Photography Gear: What We Use, Love, and Recommend!

ABM Photography Gear Favorites (click through for links)Today I’m here to talk about photography gear. We haven’t written a post like this in two years, and a few things have changed in that time (although not as much as you would think—we’re still using a LOT of the same equipment). We enjoy having a simple photography gear set up, and we use most of what we own every single day! 

Our goals are simple! We aim to capture clean, clear, bright images for ABM. In this post you’ll see all the tools we use to take our photographs. 

A Beautiful Mess photographyIn the interest of organization, I’m going to break these items down into three categories—cameras, lenses, and useful accessories. 


Through the years we’ve used the full range of Canon cameras, and I can honestly say that they are all great. When shopping for your first camera (or an upgrade even), I recommend choosing whichever is the best model you can afford at the time, then investing in lenses as you go. DSLRs are not lifetime purchases. We upgrade every 3-5 years (depending on how much our cameras get used). So don’t stress out too much about which model you buy. Any of these cameras are light years better than what people had access to in the past, so count yourself very lucky! 

I have used all of these cameras personally and seen my blogger friends use them to take incredible photos! 

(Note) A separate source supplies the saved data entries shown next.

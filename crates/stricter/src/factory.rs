//! Engine entry point.
//!
//! A run loads the configuration, registers built-in, directory and plugin
//! rules, builds the project graph, resolves the rule declaration against the
//! discovered packages, executes the rules, reports and optionally applies
//! fixes. Configuration problems abort the run before anything is reported.

use serde::Serialize;
use std::path::PathBuf;
use std::sync::Arc;
use stricter_core::report::report_result;
use stricter_core::{
    apply_fixes, ApplicationResult, ConfigContext, ConfigError, ConsoleReporter, Engine,
    FixReport, GraphBuilder, GraphError, PluginCatalog, ProjectGraph, Reporter,
    ResolutionCache, Resolver, RuleRegistry, StricterConfig,
};
use tracing::{debug, info};

/// Errors that abort a run.
#[derive(Debug, thiserror::Error)]
pub enum StricterError {
    /// Invalid configuration or unknown rule.
    #[error(transparent)]
    Config(#[from] ConfigError),

    /// The project graph could not be built.
    #[error(transparent)]
    Graph(#[from] GraphError),
}

/// Where the configuration comes from.
#[derive(Debug, Clone)]
pub enum ConfigSource {
    /// A TOML file, read at the start of every run.
    Path(PathBuf),
    /// An already built configuration.
    Config(StricterConfig),
}

/// Options of [`get_stricter`] and [`Stricter::new`].
#[derive(Clone)]
pub struct StricterOptions {
    /// Configuration source.
    pub config: ConfigSource,
    /// Line sink; defaults to [`ConsoleReporter`].
    pub reporter: Option<Arc<dyn Reporter>>,
    /// Run only these rules, when set.
    pub rules_to_verify: Option<Vec<String>>,
    /// Empty the resolution cache before the run.
    pub clear_cache: bool,
    /// Apply collected fixes after reporting.
    pub fix: bool,
    /// Plugins available to the `plugins` config entry.
    pub plugins: PluginCatalog,
    /// Resolution cache; defaults to the process-wide one.
    pub cache: Option<Arc<ResolutionCache>>,
}

impl StricterOptions {
    /// Options reading the configuration from `path`.
    #[must_use]
    pub fn from_path(path: impl Into<PathBuf>) -> Self {
        Self::new(ConfigSource::Path(path.into()))
    }

    /// Options using an in-memory configuration.
    #[must_use]
    pub fn from_config(config: StricterConfig) -> Self {
        Self::new(ConfigSource::Config(config))
    }

    fn new(config: ConfigSource) -> Self {
        Self {
            config,
            reporter: None,
            rules_to_verify: None,
            clear_cache: false,
            fix: false,
            plugins: PluginCatalog::new(),
            cache: None,
        }
    }

    /// Sets the reporter.
    #[must_use]
    pub fn reporter(mut self, reporter: Arc<dyn Reporter>) -> Self {
        self.reporter = Some(reporter);
        self
    }

    /// Restricts the run to the named rules.
    #[must_use]
    pub fn rules_to_verify<I, S>(mut self, rules: I) -> Self
    where
        I: IntoIterator<Item = S>,
        S: Into<String>,
    {
        self.rules_to_verify = Some(rules.into_iter().map(Into::into).collect());
        self
    }

    /// Sets whether the resolution cache is cleared first.
    #[must_use]
    pub fn clear_cache(mut self, clear: bool) -> Self {
        self.clear_cache = clear;
        self
    }

    /// Sets whether fixes are applied.
    #[must_use]
    pub fn fix(mut self, fix: bool) -> Self {
        self.fix = fix;
        self
    }

    /// Sets the plugin catalog.
    #[must_use]
    pub fn plugins(mut self, plugins: PluginCatalog) -> Self {
        self.plugins = plugins;
        self
    }

    /// Uses a dedicated resolution cache.
    #[must_use]
    pub fn cache(mut self, cache: Arc<ResolutionCache>) -> Self {
        self.cache = Some(cache);
        self
    }
}

impl std::fmt::Debug for StricterOptions {
    fn fmt(&self, f: &mut std::fmt::Formatter<'_>) -> std::fmt::Result {
        f.debug_struct("StricterOptions")
            .field("config", &self.config)
            .field("rules_to_verify", &self.rules_to_verify)
            .field("clear_cache", &self.clear_cache)
            .field("fix", &self.fix)
            .field("plugins", &self.plugins)
            .finish_non_exhaustive()
    }
}

/// Outcome of one run.
#[derive(Debug, Clone, Serialize)]
pub struct RunOutcome {
    /// Error-level violations.
    pub error_count: usize,
    /// Warn-level violations.
    pub warning_count: usize,
    /// Rule instances that failed to execute.
    pub failure_count: usize,
    /// Fix actions that completed.
    pub fixes_applied: usize,
    /// Rules whose fixes stopped on a failure.
    pub fix_failures: Vec<String>,
    /// Full result, in execution order.
    pub result: ApplicationResult,
}

impl RunOutcome {
    /// Whether the run should be treated as failed.
    #[must_use]
    pub fn is_failure(&self) -> bool {
        self.error_count > 0 || self.failure_count > 0
    }
}

/// A configured engine.
#[derive(Debug, Clone)]
pub struct Stricter {
    options: StricterOptions,
}

impl Stricter {
    /// Creates an engine from `options`.
    #[must_use]
    pub fn new(options: StricterOptions) -> Self {
        Self { options }
    }

    /// Loads the configuration this engine runs with.
    ///
    /// # Errors
    ///
    /// Returns an error if the configuration file cannot be loaded.
    pub fn load_config(&self) -> Result<StricterConfig, ConfigError> {
        match &self.options.config {
            ConfigSource::Path(path) => StricterConfig::from_file(path),
            ConfigSource::Config(config) => Ok(config.clone()),
        }
    }

    /// Builds the registry for `config`: built-ins, rules directories, plugins.
    ///
    /// # Errors
    ///
    /// Returns an error for a missing rules directory or plugin, an invalid
    /// rule file, or a duplicated rule name.
    pub fn registry(&self, config: &StricterConfig) -> Result<RuleRegistry, ConfigError> {
        let mut registry = RuleRegistry::new();
        registry.register_table(stricter_rules::builtin_rules())?;
        for dir in &config.rules_dirs {
            registry.register_rules_dir(dir)?;
        }
        for plugin in &config.plugins {
            registry.register_plugin(plugin, &self.options.plugins)?;
        }
        debug!("{} rule(s) registered", registry.len());
        Ok(registry)
    }

    /// Builds the project graph for `config`.
    ///
    /// # Errors
    ///
    /// Returns an error if the root is invalid or package discovery fails.
    pub fn graph(&self, config: &StricterConfig) -> Result<ProjectGraph, GraphError> {
        let cache = self
            .options
            .cache
            .clone()
            .unwrap_or_else(ResolutionCache::global);
        if self.options.clear_cache {
            debug!("Clearing {} cached resolution(s)", cache.len());
            cache.clear();
        }

        let builder = GraphBuilder::new(&config.root)
            .excludes(config.exclude.iter().cloned())
            .packages(config.packages.clone())
            .resolver(Resolver::new(cache));
        stricter_js::register(builder).build()
    }

    /// Runs the engine once.
    ///
    /// # Errors
    ///
    /// Returns an error for configuration problems, unknown rules or an
    /// invalid root. Rule and fix failures are not errors.
    pub fn run(&self) -> Result<RunOutcome, StricterError> {
        let config = self.load_config()?;
        let registry = self.registry(&config)?;
        let graph = self.graph(&config)?;

        let ctx = ConfigContext {
            packages: graph.package_names(),
            root: graph.root().to_path_buf(),
        };
        let mapping = config.rules.resolve(&ctx);

        let result = Engine::new(&registry)
            .only(self.options.rules_to_verify.clone())
            .run(&graph, &mapping)?;

        let reporter: Arc<dyn Reporter> = self
            .options
            .reporter
            .clone()
            .unwrap_or_else(|| Arc::new(ConsoleReporter));
        report_result(reporter.as_ref(), &result);

        let fixes = if self.options.fix && result.has_fixes() {
            apply_fixes(&result)
        } else {
            FixReport::default()
        };

        let (error_count, warning_count) = result.count_by_level();
        let outcome = RunOutcome {
            error_count,
            warning_count,
            failure_count: result.failures.len(),
            fixes_applied: fixes.applied,
            fix_failures: fixes.failed_rules,
            result,
        };
        info!(
            "Run finished: {} error(s), {} warning(s), {} failure(s)",
            outcome.error_count, outcome.warning_count, outcome.failure_count
        );
        Ok(outcome)
    }
}

/// Creates a run function for `options`.
///
/// Each call performs a full, independent run.
pub fn get_stricter(options: StricterOptions) -> impl Fn() -> Result<RunOutcome, StricterError> {
    let stricter = Stricter::new(options);
    move || stricter.run()
}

1. Canon EOS 5D Mark III Two years ago we upgraded to our first full frame camera, the 5d Mark III. It’s significantly more expensive at around 3k for the camera body. I’ll be honest, that price was what kept us from upgrading in the past. I just didn’t think that a full frame camera could be three times better than what we were already using, and I assumed that the upgrades were more useful for different types of photographers, but might not be necessary for our purposes, which were mainly blog photos. After we upgraded, I became a true convert, and now this model is what most of us use at ABM. The thing that really converted me was the difference that a full frame camera made for interior photos. In the past I had to use a wide angle lens to photograph rooms, which created a warped perspective. The full frame makes it much easier to fit most rooms into my frame with just a 35mm lens. That sold me, since we photograph rooms often. It’s also especially good in low light situations and can handle a higher ISO very well. 

2. Canon EOS 70D This is the category that we’ve owned the most of. My first camera was a 20d, then I upgraded a few years later to a 40d and then a 60d (that’s what we currently have). The newest model is a 70d. I highly recommend this camera for bloggers. It’s what we used to write our first book with as well! This model is around 1k for the body. It’s a great camera! 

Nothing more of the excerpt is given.